Fine wine looking resilient amid volatility

12th July 2016

Fine wine prices have benefited from the uncertainty created by the Brexit vote says The Wine Investment Fund.

TWIF says prices firmed significantly partly because of the defensive properties of wine as a physical asset meaning wine performs well in times of market uncertainty, and partly as a result of sterling’s weakness in the aftermath of the vote.

For the month as a whole, the main indices increased by 2.1% (Liv-ex 100) and 2.2% (Liv-ex Investables). Almost half of this increase was prior to the referendum result on 24 June, with half in the final week. Lafite was the strongest performer across a range of vintages, which has historically been the sign of a strengthening market says the fund.

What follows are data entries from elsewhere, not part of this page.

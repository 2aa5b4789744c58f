//! Integration tests for Layer 1: Values
//!
//! Tests for persistent collections, writers, relational algebra, trees,
//! and annotations.

mod annotations;
mod lists;
mod sets;
mod trees;
mod writers;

Falls in sterling have been well documented. Looking at the main currencies relevant to the fine wine market, the drops on the month ranged from 7.5% against the Chinese renminbi to 15% against the Japanese yen. These movements dwarf those from volatility. From an overseas perspective, prices for wine stocks in the UK which is by far the largest source of fine wines, wherever a buyer is located are now significantly lower.

Whilst weaker sterling is a factor in fine wine’s recent resilience, its defensive qualities are fundamental. As a physical asset, fine wine tends to perform well in periods of uncertainty, acting as a store of value: gold, which has very similar characteristics, rose by 10% in the week following the referendum says TWIF. It also argues that wine is also historically much less volatile than equities, implying lower levels of market risk. Finally, it is also not linked to the prices of other assets in most circumstances: the long-run correlation between wine prices and the FTSE 100, for example, is just 0.04.

“We have not only seen price increases, but also sharp rises in volumes traded” said Andrew della Casa, founding director TWIF. He says: “This seems to be the result of both overseas buyers taking advantage of lower prices due to the weakness of sterling, and some speculative interest from those anticipating further rises in prices. Given that we’re at a very advantageous point in wine’s investment cycle, and the continued attractiveness of wine prices in currencies other than sterling, there looks to be plenty of mileage left in the current upturn for investors to benefit from by investing now.”